** Records provided **
------------------------
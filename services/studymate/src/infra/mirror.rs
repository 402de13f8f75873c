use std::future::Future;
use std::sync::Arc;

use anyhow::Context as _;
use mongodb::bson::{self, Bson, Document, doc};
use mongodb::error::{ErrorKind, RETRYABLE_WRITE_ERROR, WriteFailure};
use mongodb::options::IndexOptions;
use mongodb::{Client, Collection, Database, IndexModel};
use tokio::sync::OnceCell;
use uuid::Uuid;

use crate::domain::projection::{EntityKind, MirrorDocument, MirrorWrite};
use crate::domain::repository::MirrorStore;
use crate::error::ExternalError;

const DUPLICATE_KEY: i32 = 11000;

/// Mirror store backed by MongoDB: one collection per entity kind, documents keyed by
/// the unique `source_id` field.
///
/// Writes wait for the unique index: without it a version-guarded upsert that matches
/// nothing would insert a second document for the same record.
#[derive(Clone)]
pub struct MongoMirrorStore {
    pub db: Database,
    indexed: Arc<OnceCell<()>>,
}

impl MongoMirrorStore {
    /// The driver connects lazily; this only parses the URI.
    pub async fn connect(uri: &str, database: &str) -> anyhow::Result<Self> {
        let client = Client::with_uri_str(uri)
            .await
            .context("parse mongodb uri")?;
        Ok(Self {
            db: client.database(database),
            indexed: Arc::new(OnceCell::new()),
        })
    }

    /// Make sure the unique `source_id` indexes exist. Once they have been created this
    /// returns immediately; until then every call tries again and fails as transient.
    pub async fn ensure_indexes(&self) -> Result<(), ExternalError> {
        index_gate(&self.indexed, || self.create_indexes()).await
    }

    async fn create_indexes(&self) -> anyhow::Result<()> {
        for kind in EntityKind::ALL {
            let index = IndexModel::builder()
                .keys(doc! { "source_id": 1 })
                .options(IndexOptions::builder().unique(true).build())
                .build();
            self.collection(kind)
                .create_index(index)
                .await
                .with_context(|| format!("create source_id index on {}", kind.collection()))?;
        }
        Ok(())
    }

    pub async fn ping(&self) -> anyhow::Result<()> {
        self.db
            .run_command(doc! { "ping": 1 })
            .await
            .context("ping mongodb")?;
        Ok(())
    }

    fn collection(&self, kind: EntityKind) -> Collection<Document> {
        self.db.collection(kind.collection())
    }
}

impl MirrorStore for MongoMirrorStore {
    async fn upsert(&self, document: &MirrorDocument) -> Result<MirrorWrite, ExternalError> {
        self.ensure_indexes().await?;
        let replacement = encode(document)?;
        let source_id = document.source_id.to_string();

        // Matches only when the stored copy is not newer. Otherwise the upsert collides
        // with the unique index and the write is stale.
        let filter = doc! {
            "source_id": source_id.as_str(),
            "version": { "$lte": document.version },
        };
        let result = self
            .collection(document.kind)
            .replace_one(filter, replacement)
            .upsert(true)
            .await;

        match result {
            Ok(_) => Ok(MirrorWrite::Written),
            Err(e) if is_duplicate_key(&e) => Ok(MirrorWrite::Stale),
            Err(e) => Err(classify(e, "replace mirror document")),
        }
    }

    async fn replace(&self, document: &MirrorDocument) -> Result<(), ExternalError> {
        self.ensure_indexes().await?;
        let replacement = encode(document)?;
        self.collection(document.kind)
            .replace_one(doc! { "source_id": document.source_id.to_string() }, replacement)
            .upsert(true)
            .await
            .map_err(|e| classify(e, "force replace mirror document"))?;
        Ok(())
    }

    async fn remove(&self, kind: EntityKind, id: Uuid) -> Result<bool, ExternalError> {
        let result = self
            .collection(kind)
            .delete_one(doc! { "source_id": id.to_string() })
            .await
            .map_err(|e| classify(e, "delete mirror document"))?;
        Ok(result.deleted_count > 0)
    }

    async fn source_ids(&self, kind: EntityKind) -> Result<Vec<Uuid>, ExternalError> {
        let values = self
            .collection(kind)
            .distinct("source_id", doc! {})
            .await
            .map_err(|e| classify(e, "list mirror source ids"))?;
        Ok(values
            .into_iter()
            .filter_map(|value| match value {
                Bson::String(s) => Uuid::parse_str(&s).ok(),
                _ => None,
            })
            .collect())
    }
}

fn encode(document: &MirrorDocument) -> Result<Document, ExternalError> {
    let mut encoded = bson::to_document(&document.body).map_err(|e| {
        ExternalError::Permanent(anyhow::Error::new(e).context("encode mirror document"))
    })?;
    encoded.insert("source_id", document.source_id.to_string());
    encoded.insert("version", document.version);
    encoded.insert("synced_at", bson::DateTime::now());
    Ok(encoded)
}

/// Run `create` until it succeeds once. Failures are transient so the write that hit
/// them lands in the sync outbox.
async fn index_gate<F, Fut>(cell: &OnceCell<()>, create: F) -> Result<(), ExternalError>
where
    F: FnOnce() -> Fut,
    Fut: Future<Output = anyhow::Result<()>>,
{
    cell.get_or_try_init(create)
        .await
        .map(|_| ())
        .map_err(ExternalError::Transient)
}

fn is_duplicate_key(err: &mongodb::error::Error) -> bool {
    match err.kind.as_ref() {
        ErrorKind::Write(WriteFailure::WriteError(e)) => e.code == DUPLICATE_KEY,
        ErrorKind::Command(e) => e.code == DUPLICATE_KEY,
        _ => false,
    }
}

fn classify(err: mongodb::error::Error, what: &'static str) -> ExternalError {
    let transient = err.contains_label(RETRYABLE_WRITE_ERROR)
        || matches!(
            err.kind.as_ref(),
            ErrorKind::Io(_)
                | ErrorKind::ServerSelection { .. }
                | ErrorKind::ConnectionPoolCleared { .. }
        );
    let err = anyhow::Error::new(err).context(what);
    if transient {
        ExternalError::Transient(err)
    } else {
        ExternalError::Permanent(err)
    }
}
------------------------
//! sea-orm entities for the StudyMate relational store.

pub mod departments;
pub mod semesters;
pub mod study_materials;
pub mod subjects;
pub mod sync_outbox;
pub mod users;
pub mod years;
------------------------
** Task objective **
The expected answer is an exact copy of the lines above, beginning at the line with "filename services/studymate/src/infra/mirror.rs" and ending at the line with "use uuid::Uuid;", with both ends in.

** Task answer **
filename services/studymate/src/infra/mirror.rs
repository 402de13f8f75873c
use std::future::Future;
use std::sync::Arc;

use anyhow::Context as _;
use mongodb::bson::{self, Bson, Document, doc};
use mongodb::error::{ErrorKind, RETRYABLE_WRITE_ERROR, WriteFailure};
use mongodb::options::IndexOptions;
use mongodb::{Client, Collection, Database, IndexModel};
use tokio::sync::OnceCell;
use uuid::Uuid;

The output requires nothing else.